A vítima era funcionária de uma empresa terceirizada que presta serviços à Prefeitura de Maringá e trabalhava na sinalização de uma equipe que realizava serviços de limpeza e roçada no canteiro central da via quando foi atingida por uma Land Rover Discovery.
Conforme apurado pela reportagem do Portal GMC Online, o acidente ocorreu durante a execução dos trabalhos de manutenção da avenida. Equipes do Corpo de Bombeiros e do Samu foram acionadas, mas Valdinei sofreu ferimentos gravíssimos e morreu ainda no local.
Segundo o tenente André Bueno, do Corpo de Bombeiros, os trabalhadores atuavam no canteiro interno da Avenida Colombo quando aconteceu o atropelamento.
Motorista abandonou o veículo e fugiu
Após atingir o trabalhador, o motorista da Land Rover percorreu cerca de 20 metros antes de parar o veículo. Em seguida, abandonou o automóvel e fugiu a pé, sem prestar socorro à vítima.
Ainda conforme informações levantadas pela reportagem do Portal GMC Online, familiares do motorista compareceram ao local após o acidente. A irmã do condutor colaborou com a identificação dele junto às autoridades.
Em nota encaminhada ao Portal GMC Online, a Prefeitura de Maringá confirmou que Valdinei Ferreira da Cruz era funcionário de uma empresa terceirizada contratada pelo município.
“A Prefeitura de Maringá lamenta profundamente o falecimento do trabalhador vítima de um atropelamento ocorrido nesta quinta-feira, 23. Ele era vinculado a uma empresa terceirizada prestadora de serviços ao município e, no momento do acidente, atuava na sinalização para as atividades de roçada.
A Prefeitura está em contato com a empresa e acompanhando o caso.”
“Ele entrou numa pista totalmente interditada”, afirma encarregado
Em entrevista ao repórter Eduardo Leandro, do Portal GMC Online, o encarregado da equipe de roçada fez um forte desabafo e afirmou que o motorista invadiu uma pista que estava interditada para a realização dos serviços.
Segundo ele, além de abandonar o local após o atropelamento, familiares do motorista teriam tentado intimidá-lo.
“Mataram meu funcionário. O cara se evadiu do local. A família dele veio me ameaçar para eu ficar quieto.”

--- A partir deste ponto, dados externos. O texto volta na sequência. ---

//! Replicated deletion of the documents in a key range.

use std::sync::Arc;
use std::time::{Duration, Instant};

use crate::config::CleanupConfig;
use crate::error::Result;
use crate::failpoint::{FailpointRegistry, RANGE_DELETER_WTIMEOUT};
use crate::keys::{ChunkRange, Document, ShardKey, ShardKeyPattern};
use crate::metrics::ShardingMetrics;
use crate::replication::{OpTime, ReplicaSet};
use crate::types::Namespace;

/// Limits on the work done by one deletion pass.
#[derive(Debug, Clone, Copy)]
pub struct DeleteBudget {
    pub max_docs: usize,
    pub max_duration: Duration,
}

impl DeleteBudget {
    /// No limit.
    pub fn unbounded() -> Self {
        Self {
            max_docs: usize::MAX,
            max_duration: Duration::MAX,
        }
    }
}

impl From<&CleanupConfig> for DeleteBudget {
    fn from(config: &CleanupConfig) -> Self {
        Self {
            max_docs: config.max_docs_per_batch.max(1),
            max_duration: config.max_batch_duration,
        }
    }
}

/// Result of one deletion pass.
#[derive(Debug, Clone, Default)]
pub struct DeleteOutcome {
    /// Documents deleted.
    pub deleted: u64,
    /// Shard key of the last deleted document.
    pub last_deleted: Option<ShardKey>,
    /// The budget ran out before the range was fully scanned.
    pub stopped_early: bool,
}

/// Deletes documents through the replica set and gates completion on
/// majority acknowledgement.
///
/// Deletes are applied locally first. If acknowledgement does not arrive in
/// time the pass fails with a replication timeout, and the local deletes stay.
pub struct RangeDeleter {
    replica_set: Arc<ReplicaSet>,
    failpoints: Arc<FailpointRegistry>,
    metrics: Arc<ShardingMetrics>,
}

impl RangeDeleter {
    pub fn new(
        replica_set: Arc<ReplicaSet>,
        failpoints: Arc<FailpointRegistry>,
        metrics: Arc<ShardingMetrics>,
    ) -> Self {
        Self {
            replica_set,
            failpoints,
            metrics,
        }
    }

    /// Acknowledgement timeout for deletions. `rangeDeleterWTimeout` with
    /// `{seconds: N}` overrides the replica set's configured timeout.
    pub fn ack_timeout(&self) -> Duration {
        match self.failpoints.data_i64(RANGE_DELETER_WTIMEOUT, "seconds") {
            Some(secs) if secs >= 0 => Duration::from_secs(secs as u64),
            _ => self.replica_set.config().ack_timeout,
        }
    }

    /// Delete documents in `range` whose shard key passes `should_delete`,
    /// in shard-key order.
    ///
    /// With `throttle`, every delete waits for majority acknowledgement;
    /// otherwise only the last one does.
    pub async fn delete_range<F>(
        &self,
        ns: &Namespace,
        pattern: &ShardKeyPattern,
        range: &ChunkRange,
        should_delete: F,
        budget: DeleteBudget,
        throttle: bool,
    ) -> Result<DeleteOutcome>
    where
        F: Fn(&ShardKey) -> bool,
    {
        let timeout = self.ack_timeout();
        let started = Instant::now();
        let candidates = self.replica_set.primary().scan_range(ns, pattern, range);

        let mut outcome = DeleteOutcome::default();
        let mut unacked: Option<OpTime> = None;
        for (key, doc) in candidates {
            if !should_delete(&key) {
                continue;
            }
            if outcome.deleted > 0
                && (outcome.deleted as usize >= budget.max_docs
                    || started.elapsed() >= budget.max_duration)
            {
                outcome.stopped_early = true;
                break;
            }
            let Some(id) = doc.id() else {
                continue;
            };
            // Ownership can change between the scan and the delete.
            let still_orphaned = |current: &Document| {
                let key = pattern.extract_key(current);
                range.contains(&key) && should_delete(&key)
            };
            let Some(op_time) = self.replica_set.delete_if(ns, id, still_orphaned)? else {
                continue;
            };
            outcome.deleted += 1;
            outcome.last_deleted = Some(key);
            if throttle {
                self.await_ack(op_time, timeout).await?;
            } else {
                unacked = Some(op_time);
            }
        }

        if let Some(op_time) = unacked {
            self.await_ack(op_time, timeout).await?;
        }

        tracing::debug!(
            ns = %ns,
            range = %range,
            deleted = outcome.deleted,
            stopped_early = outcome.stopped_early,
            "range deletion pass finished"
        );
        Ok(outcome)
    }

    async fn await_ack(&self, op_time: OpTime, timeout: Duration) -> Result<()> {
        let result = self.replica_set.wait_for_majority(op_time, timeout).await;
        if result.is_err() {
            self.metrics.replication_timeouts.inc();
        }
        result
    }
}
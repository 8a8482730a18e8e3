//! Error types for chunk ownership, migration and orphan cleanup.

use serde::{Deserialize, Serialize};
use std::time::Duration;
use thiserror::Error;

use crate::replication::OpTime;
use crate::types::{Namespace, ShardId};

/// Result type alias for shard operations.
pub type Result<T> = std::result::Result<T, Error>;

/// Main error type.
#[derive(Error, Debug, Clone)]
pub enum Error {
    /// Malformed request argument, e.g. a `startingFromKey` that does not
    /// match the shard key pattern.
    #[error("invalid argument: {0}")]
    InvalidArgument(String),

    /// The command was sent to a node that is not the replica-set primary.
    #[error("not primary: shard {shard} is running as {role}")]
    NotPrimary { shard: ShardId, role: String },

    /// The command does not exist on this tier (e.g. a routing node).
    #[error("no such command: '{0}'")]
    CommandNotFound(String),

    /// The command may only be run against the admin database.
    #[error("{command} may only be run against the admin database, got '{db}'")]
    AdminOnly { command: String, db: String },

    /// Namespace is not sharded (or unknown) on this shard.
    #[error("namespace {0} is not sharded")]
    Unsharded(Namespace),

    /// The authoritative metadata collaborator could not be reached.
    #[error("config service unreachable: {0}")]
    ConfigUnreachable(String),

    /// Another migration already holds the namespace lock.
    #[error("migration lock for {ns} is held by {holder} ({why})")]
    LockContention {
        ns: Namespace,
        holder: String,
        why: String,
    },

    /// A destructive write was applied locally but a majority of replica-set
    /// members did not acknowledge it in time.
    #[error("waiting for replication timed out after {waited:?} (op {op_time}, {acked}/{required} members)")]
    ReplicationTimeout {
        waited: Duration,
        op_time: OpTime,
        acked: usize,
        required: usize,
    },

    /// A migration or receive is already in progress.
    #[error("migration already in progress: {0}")]
    MigrationInProgress(String),

    /// The migration was aborted before its commit point.
    #[error("migration aborted: {0}")]
    MigrationAborted(String),

    /// The write targets a range that is in a migration critical section or
    /// no longer owned by this shard.
    #[error("stale shard version for {ns}: {reason}")]
    StaleShardVersion { ns: Namespace, reason: String },

    /// Failure after the point of no return. Ownership is not rolled back.
    #[error("migration commit failed: {0}")]
    CommitFailed(String),

    /// Unknown shard id.
    #[error("shard not found: {0}")]
    ShardNotFound(ShardId),

    /// Peer shard could not be contacted.
    #[error("shard {0} unreachable")]
    ShardUnreachable(ShardId),

    /// A bounded wait expired.
    #[error("operation timed out: {0}")]
    Timeout(String),

    /// Message encoding or decoding failed.
    #[error("codec error: {0}")]
    Codec(String),

    /// Generic internal error.
    #[error("internal error: {0}")]
    Internal(String),

    /// Error reported by a peer shard, carried across the network by code.
    #[error("{message}")]
    Remote { code: ErrorCode, message: String },
}

impl Error {
    /// Stable code reported in command replies.
    pub fn code(&self) -> ErrorCode {
        match self {
            Error::InvalidArgument(_) => ErrorCode::InvalidArgument,
            Error::NotPrimary { .. } => ErrorCode::NotPrimary,
            Error::CommandNotFound(_) => ErrorCode::CommandNotFound,
            Error::AdminOnly { .. } => ErrorCode::Unauthorized,
            Error::Unsharded(_) => ErrorCode::Unsharded,
            Error::ConfigUnreachable(_) => ErrorCode::ConfigUnreachable,
            Error::LockContention { .. } => ErrorCode::LockContention,
            Error::ReplicationTimeout { .. } => ErrorCode::ReplicationTimeout,
            Error::MigrationInProgress(_) => ErrorCode::ConflictingOperationInProgress,
            Error::MigrationAborted(_) => ErrorCode::MigrationAborted,
            Error::StaleShardVersion { .. } => ErrorCode::StaleShardVersion,
            Error::CommitFailed(_) => ErrorCode::CommitFailed,
            Error::ShardNotFound(_) => ErrorCode::ShardNotFound,
            Error::ShardUnreachable(_) => ErrorCode::HostUnreachable,
            Error::Timeout(_) => ErrorCode::ExceededTimeLimit,
            Error::Codec(_) | Error::Internal(_) => ErrorCode::InternalError,
            Error::Remote { code, .. } => *code,
        }
    }

    /// Whether this error is a timeout of any kind.
    pub fn is_timeout(&self) -> bool {
        matches!(
            self.code(),
            ErrorCode::ReplicationTimeout | ErrorCode::ExceededTimeLimit
        )
    }
}

/// Error codes carried in command replies.
#[derive(Debug, Clone, Copy, PartialEq, Eq, Hash, Serialize, Deserialize)]
pub enum ErrorCode {
    InvalidArgument,
    NotPrimary,
    CommandNotFound,
    Unauthorized,
    Unsharded,
    ConfigUnreachable,
    LockContention,
    ReplicationTimeout,
    ConflictingOperationInProgress,
    MigrationAborted,
    StaleShardVersion,
    CommitFailed,
    ShardNotFound,
    HostUnreachable,
    ExceededTimeLimit,
    InternalError,
}

impl From<&Error> for ErrorCode {
    fn from(e: &Error) -> Self {
        e.code()
    }
}

impl From<bincode::Error> for Error {
    fn from(e: bincode::Error) -> Self {
        Error::Codec(e.to_string())
    }
}

#[cfg(test)]
mod tests {
    use super::*;

    #[test]
    fn test_replication_timeout_message_mentions_timed_out() {
        let err = Error::ReplicationTimeout {
            waited: Duration::from_secs(1),
            op_time: OpTime::new(1, 7),
            acked: 1,
            required: 2,
        };
        assert!(err.to_string().contains("timed out"));
        assert!(err.is_timeout());
        assert_eq!(err.code(), ErrorCode::ReplicationTimeout);
    }

    #[test]
    fn test_remote_error_keeps_code() {
        let err = Error::Remote {
            code: ErrorCode::ReplicationTimeout,
            message: "waiting for replication timed out".to_string(),
        };
        assert!(err.is_timeout());
        assert_eq!(ErrorCode::from(&err), ErrorCode::ReplicationTimeout);
        assert_eq!(err.to_string(), "waiting for replication timed out");
    }

    #[test]
    fn test_lock_contention_names_holder() {
        let err = Error::LockContention {
            ns: Namespace::new("foo.bar"),
            holder: "shard0000".to_string(),
            why: "migrating chunk".to_string(),
        };
        let msg = err.to_string();
        assert!(msg.contains("shard0000"));
        assert!(msg.contains("foo.bar"));
    }
}
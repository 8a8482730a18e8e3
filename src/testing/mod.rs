//! Multi-shard test harness and end-to-end scenarios.
//!
//! [`TestCluster`] wires a config service, the migration lock table, an
//! in-process network, a router and N shard nodes with two-member replica
//! sets and shortened timeouts.
//!
//! ```text
//!   ┌────────────┐      ┌────────────────────┐
//!   │ RouterNode │─────▶│ InMemoryConfigSvc  │◀──────┐
//!   └─────┬──────┘      └────────────────────┘       │ reload / commit
//!         │                                          │
//!         ▼                                          │
//!   ┌───────────┐   InProcessNetwork   ┌───────────┐ │
//!   │ shard0000 │◀────────────────────▶│ shard0001 │─┘
//!   └───────────┘                      └───────────┘
//!         └──────── DistLockManager ─────────┘
//! ```
//!
//! # Example
//!
//! ```rust,ignore
//! let cluster = TestCluster::new(2);
//! let ns = Namespace::new("foo.bar");
//! cluster.shard_collection(&ns, ShardKeyPattern::ascending(&["_id"])?).await?;
//! cluster.split(&ns, ShardKey::single(0)).await?;
//! cluster.shard(0).move_chunk(MoveChunkRequest::with_bounds(ns.clone(), range, "shard0001")).await?;
//! ```

mod utils;

mod migration_tests;

pub use utils::{wait_for_result, wait_until};

use std::sync::Arc;
use std::time::{Duration, Instant};

use crate::command::RouterNode;
use crate::config::ShardConfig;
use crate::error::Result;
use crate::keys::{ChunkRange, Document, ShardKey, ShardKeyPattern, Value};
use crate::metadata::InMemoryConfigService;
use crate::node::ShardNode;
use crate::rpc::InProcessNetwork;
use crate::sharding::{DistLockManager, MoveChunkRequest};
use crate::types::{Namespace, ShardId};

/// Name of the `i`th shard, e.g. `shard0001`.
pub fn shard_name(i: usize) -> ShardId {
    ShardId::new(format!("shard{:04}", i))
}

/// `[min, max)` over a single-field shard key.
pub fn key_range(min: impl Into<Value>, max: impl Into<Value>) -> ChunkRange {
    match ChunkRange::new(ShardKey::single(min), ShardKey::single(max)) {
        Ok(range) => range,
        Err(e) => panic!("bad test range: {}", e),
    }
}

/// A cluster of shard nodes for integration testing.
pub struct TestCluster {
    /// Authoritative chunk tables.
    pub config: Arc<InMemoryConfigService>,
    pub locks: Arc<DistLockManager>,
    pub network: Arc<InProcessNetwork>,
    pub shards: Vec<Arc<ShardNode>>,
    pub router: Arc<RouterNode>,
    /// When the test started.
    pub started_at: Instant,
}

impl TestCluster {
    /// Create a cluster with `shard_count` shards and test timeouts.
    pub fn new(shard_count: usize) -> Self {
        Self::with_config(shard_count, |config| config)
    }

    /// Create a cluster, adjusting each shard's test config with `tweak`.
    pub fn with_config(shard_count: usize, tweak: impl Fn(ShardConfig) -> ShardConfig) -> Self {
        let config = Arc::new(InMemoryConfigService::new());
        let locks = DistLockManager::new();
        let network = InProcessNetwork::new();
        let router = Arc::new(RouterNode::new(config.clone(), shard_name(0)));

        let shards: Vec<Arc<ShardNode>> = (0..shard_count)
            .map(|i| {
                let node = ShardNode::new(
                    tweak(ShardConfig::for_tests(shard_name(i))),
                    config.clone(),
                    locks.clone(),
                    network.clone(),
                );
                router.add_shard(node.clone());
                node
            })
            .collect();

        Self {
            config,
            locks,
            network,
            shards,
            router,
            started_at: Instant::now(),
        }
    }

    pub fn shard(&self, i: usize) -> &Arc<ShardNode> {
        &self.shards[i]
    }

    /// Shard `ns` with every chunk on shard 0 and refresh all shards.
    pub async fn shard_collection(&self, ns: &Namespace, pattern: ShardKeyPattern) -> Result<()> {
        self.config.shard_collection(ns, pattern, &shard_name(0))?;
        self.reload_all(ns).await
    }

    /// Split the chunk containing `at` and refresh all shards.
    pub async fn split(&self, ns: &Namespace, at: ShardKey) -> Result<()> {
        self.config.split_chunk(ns, at)?;
        self.reload_all(ns).await
    }

    pub async fn reload_all(&self, ns: &Namespace) -> Result<()> {
        for shard in &self.shards {
            shard.metadata().reload(ns).await?;
        }
        Ok(())
    }

    /// Move `range` from shard `from` to shard `to`, waiting for the
    /// post-move delete.
    pub async fn move_chunk(&self, ns: &Namespace, range: ChunkRange, from: usize, to: usize) -> Result<()> {
        self.shard(from)
            .move_chunk(MoveChunkRequest::with_bounds(ns.clone(), range, shard_name(to)).wait_for_delete(true))
            .await
    }

    /// Insert through the router.
    pub async fn insert_many(&self, ns: &Namespace, docs: impl IntoIterator<Item = Document>) -> Result<()> {
        for doc in docs {
            self.router.insert(ns, doc).await?;
        }
        Ok(())
    }

    /// Run `cleanupOrphaned` on shard `i` until it reports no `stopped_at_key`.
    /// Returns the number of calls and the total deleted.
    pub async fn cleanup_fully(&self, ns: &Namespace, i: usize) -> Result<(usize, u64)> {
        let shard = self.shard(i);
        let mut from: Option<Document> = None;
        let mut calls = 0;
        let mut deleted = 0;
        loop {
            let outcome = shard.cleanup_orphaned(ns, from.as_ref(), false).await?;
            calls += 1;
            deleted += outcome.deleted;
            match (outcome.stopped_at_key, shard.collection_metadata(ns)) {
                (Some(key), Some(md)) => from = Some(md.key_pattern().key_to_document(&key)),
                _ => return Ok((calls, deleted)),
            }
        }
    }

    /// Get elapsed time since the test started.
    pub fn elapsed(&self) -> Duration {
        self.started_at.elapsed()
    }
}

O encarregado contou que trabalha há mais de dez anos nesse tipo de atividade e disse nunca ter presenciado uma ocorrência semelhante.
“O dono desse carro fez uma loucura. Ele veio numa pista totalmente interditada, enfiou o carro no meio de todo mundo e teve a sorte de ter matado só um, porque podia ter atingido mais trabalhadores.”
Ele também criticou a fuga do motorista logo após o acidente.
“Se ele estivesse correto, não teria fugido. Quem matou meu funcionário não ficou aqui. Não teve coragem de permanecer ao lado do corpo.”
Polícia Civil vai investigar o caso
A Polícia Civil deverá investigar toda a dinâmica do atropelamento, incluindo se a pista estava devidamente interditada no momento do acidente, as circunstâncias da invasão da área de trabalho e a conduta do motorista, que deixou o local sem prestar socorro.